■ Directions:
Please return every record exactly as it appears.

Dataset entries
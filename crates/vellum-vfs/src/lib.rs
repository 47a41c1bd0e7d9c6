//! # vellum-vfs
//!
//! Virtual file system for client-side editors.
//!
//! A vellum tree holds a project's files and directories in memory and keeps
//! each path's durable copy in exactly one place:
//! - **Memory-only** paths are mirrored to a local SQLite store and
//!   rehydrated on the next start
//! - **Disk-backed** paths come from a bound directory and save through a
//!   revocable capability handle
//!
//! Key components:
//!
//! - [`PathTree`] - Flat `path → entry` index with on-demand [`Node`] trees
//! - [`RecordStore`] / [`SqliteStore`] - Durable records for memory-only paths
//! - [`DiskBridge`] - Directory binding, handle map and disk operations
//! - [`FileSystem`] - The facade that decides where each save goes
//!
//! ## Design Decisions
//!
//! - **No back-pointers**: a node's parent is its path minus the last
//!   segment. Renames rewrite the index, never a pointer graph.
//! - **Explicit context object**: [`FileSystem`] is constructed and shared
//!   as `Arc<FileSystem>`; there is no global instance.
//! - **Copy-then-delete on disk**: capability handles have no rename, so
//!   disk renames and moves copy content and remove the original.

pub mod config;
pub mod disk;
mod error;
pub mod facade;
pub mod handle;
pub mod node;
pub mod path;
pub mod store;
pub mod tree;

pub use config::VfsConfig;
pub use disk::{DiskBridge, DiskTree, DiskWrite};
pub use error::{VfsError, VfsResult};
pub use facade::{FileSystem, PathState, SaveOutcome};
pub use handle::{DirectoryHandle, FileHandle, HandleEntry, LocalDirectoryHandle, WritableFile};
pub use node::{Node, NodeKind};
pub use store::{PersistedRecord, RecordKind, RecordStore, SqliteStore};
pub use tree::PathTree;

■ Output below:
filename crates/vellum-vfs/src/lib.rs
repository 47a41c1bd0e7d9c6
//! # vellum-vfs
//!
//! Virtual file system for client-side editors.
//!
//! A vellum tree holds a project's files and directories in memory and keeps
//! each path's durable copy in exactly one place:
//! - **Memory-only** paths are mirrored to a local SQLite store and
//!   rehydrated on the next start
//! - **Disk-backed** paths come from a bound directory and save through a
//!   revocable capability handle
//!
//! Key components:
//!
//! - [`PathTree`] - Flat `path → entry` index with on-demand [`Node`] trees
//! - [`RecordStore`] / [`SqliteStore`] - Durable records for memory-only paths
//! - [`DiskBridge`] - Directory binding, handle map and disk operations
//! - [`FileSystem`] - The facade that decides where each save goes
//!
//! ## Design Decisions
//!
//! - **No back-pointers**: a node's parent is its path minus the last
//!   segment. Renames rewrite the index, never a pointer graph.
//! - **Explicit context object**: [`FileSystem`] is constructed and shared
//!   as `Arc<FileSystem>`; there is no global instance.
//! - **Copy-then-delete on disk**: capability handles have no rename, so
//!   disk renames and moves copy content and remove the original.

pub mod config;
pub mod disk;
mod error;
pub mod facade;
pub mod handle;
pub mod node;
pub mod path;
pub mod store;
pub mod tree;

pub use config::VfsConfig;
pub use disk::{DiskBridge, DiskTree, DiskWrite};
pub use error::{VfsError, VfsResult};
pub use facade::{FileSystem, PathState, SaveOutcome};
pub use handle::{DirectoryHandle, FileHandle, HandleEntry, LocalDirectoryHandle, WritableFile};
pub use node::{Node, NodeKind};
pub use store::{PersistedRecord, RecordKind, RecordStore, SqliteStore};
pub use tree::PathTree;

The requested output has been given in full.